Why Are Membership Tests So Fast for range() in Python?

Why Are Membership Tests So Fast for range() in Python?

by Geir Arne Hjelle Jun 28, 2023 data-structures intermediate

In Python, range() is most commonly used in for loops to iterate over a known range of numbers. But that’s not all it can do! There are other interesting uses of range(). For example, you can pick out elements of a range or check whether a given number belongs to a range of numbers. The latter operation is known as a membership test.

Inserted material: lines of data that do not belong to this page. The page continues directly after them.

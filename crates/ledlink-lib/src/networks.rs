//! Network settings manager — the ordered WiFi credential list.
//!
//! Edits are pure operations on `Vec<NetworkCredential>`. Removal goes
//! through [`RemovalGate`] so the caller must confirm before an entry is
//! dropped. [`commit`] pushes the list to the device and asks it to persist.

use std::str::FromStr;

use crate::device_config::NetworkCredential;
use crate::error::{LedlinkError, Result};
use crate::protocol::Command;
use crate::transport::Transport;

/// Which half of a credential entry to edit.
#[derive(Debug, Clone, Copy, PartialEq, Eq)]
pub enum CredentialField {
    Ssid,
    Pass,
}

impl FromStr for CredentialField {
    type Err = LedlinkError;

    fn from_str(s: &str) -> Result<Self> {
        match s.trim().to_lowercase().as_str() {
            "ssid" => Ok(CredentialField::Ssid),
            "pass" | "password" => Ok(CredentialField::Pass),
            other => Err(LedlinkError::Config(format!(
                "Unknown credential field: {other} (expected ssid or pass)"
            ))),
        }
    }
}

#[derive(Debug, Clone, Copy, PartialEq, Eq)]
pub enum MoveDirection {
    Up,
    Down,
}

impl FromStr for MoveDirection {
    type Err = LedlinkError;

    fn from_str(s: &str) -> Result<Self> {
        match s.trim().to_lowercase().as_str() {
            "up" => Ok(MoveDirection::Up),
            "down" => Ok(MoveDirection::Down),
            other => Err(LedlinkError::Config(format!(
                "Unknown direction: {other} (expected up or down)"
            ))),
        }
    }
}

/// Append an empty entry; returns its index.
pub fn add(entries: &mut Vec<NetworkCredential>) -> usize {
    entries.push(NetworkCredential::default());
    entries.len() - 1
}

/// Replace one field of the entry at `index`. Out of bounds is a no-op.
pub fn update(
    entries: &mut [NetworkCredential],
    index: usize,
    field: CredentialField,
    value: &str,
) -> bool {
    let Some(entry) = entries.get_mut(index) else {
        return false;
    };
    match field {
        CredentialField::Ssid => entry.ssid = value.to_string(),
        CredentialField::Pass => entry.pass = value.to_string(),
    }
    true
}

/// Swap the entry with its neighbour. A move past either end is a no-op.
pub fn move_entry(entries: &mut [NetworkCredential], index: usize, direction: MoveDirection) -> bool {
    let target = match direction {
        MoveDirection::Up => index.checked_sub(1),
        MoveDirection::Down => index.checked_add(1),
    };
    match target {
        Some(t) if index < entries.len() && t < entries.len() => {
            entries.swap(index, t);
            true
        }
        _ => false,
    }
}

/// Two-step removal: nothing is removed until the pending index is confirmed.
#[derive(Debug, Clone, Default, PartialEq, Eq)]
pub struct RemovalGate {
    pending: Option<usize>,
}

impl RemovalGate {
    pub fn new() -> Self {
        Self::default()
    }

    pub fn pending(&self) -> Option<usize> {
        self.pending
    }

    /// Mark `index` for removal. Returns `false` (and clears any pending
    /// request) when out of bounds.
    pub fn request_removal(&mut self, entries: &[NetworkCredential], index: usize) -> bool {
        if index < entries.len() {
            self.pending = Some(index);
            true
        } else {
            self.pending = None;
            false
        }
    }

    /// Remove `index` if it is the pending one. Later entries shift down.
    pub fn confirm_removal(
        &mut self,
        entries: &mut Vec<NetworkCredential>,
        index: usize,
    ) -> Option<NetworkCredential> {
        if self.pending != Some(index) || index >= entries.len() {
            return None;
        }
        self.pending = None;
        Some(entries.remove(index))
    }

    pub fn cancel_removal(&mut self) {
        self.pending = None;
    }
}

/// Push the credential list, then ask the device to persist it.
///
/// `save` is only sent once the list itself went out.
pub fn commit(transport: &dyn Transport, peer: &str, entries: &[NetworkCredential]) -> Result<()> {
    let push = Command::Networks(entries.to_vec()).encode()?;
    transport.send(peer, &push)?;
    transport.send(peer, &Command::Save.encode()?)?;
    log::info!("committed {} network(s) to {peer}", entries.len());
    Ok(())
}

Python’s range() objects support most of the operations that you’ve come to expect from lists. For example, you can calculate the total length, pick out a number at a given index, and iterate over each element in a range. Assume that you have a range of the first ten million integers and a list with the same numbers:

Python
>>> numbers_as_range = range(10_000_000)
>>> numbers_as_list = list(numbers_as_range)

For many operations, you can treat these objects as interchangeable. Both ranges and lists support indexing items and calculating length:

Python
>>> numbers_as_range[123]
123
>>> numbers_as_list[123]
123

>>> len(numbers_as_range)
10000000
>>> len(numbers_as_list)
10000000

Additionally, you can iterate over each object or check if a certain element is a member. For example, you can use the in operator to check whether -1 is part of any of these containers:

Python
>>> -1 in numbers_as_range
False

>>> -1 in numbers_as_list
False

Because the range and the list only include non-negative numbers, -1 is not a member. However, the time Python takes to figure this out is vastly different for the two data structures:

Python
>>> from timeit import timeit

>>> timeit("-1 in numbers_as_range", globals=globals(), number=100)
4.68301093652801e-06

>>> timeit("-1 in numbers_as_list", globals=globals(), number=100)
5.704572553362310

Here, you use timeit to measure the running time of the code. The reported numbers indicate how many seconds Python spent executing each command a hundred times.

Note the e-06 suffix in the first number. It’s scientific notation that means that the number in front of the suffix represents microseconds. If you compare the numbers, then you’ll see that searching for—and not finding—an element is several orders of magnitude slower in the list than in the range object.

In this tutorial, you’ll investigate how range() works under the hood and learn why Python’s range() membership tests are so fast. If you want to brush up on how to work with range(), then you should have a look at The Python range() Function first. You can click the link below to download some example code that you’ll be exploring in this tutorial:

In Short: A Formula Determines Membership in a Python Range

In Python, three numbers define a range: start, stop, and step. The range will begin at start and then contain every step integer that’s smaller than stop. For example, if start = 1, stop = 10, and step = 2, then the range will be the odd numbers less than ten. Namely, one, three, five, seven, and nine.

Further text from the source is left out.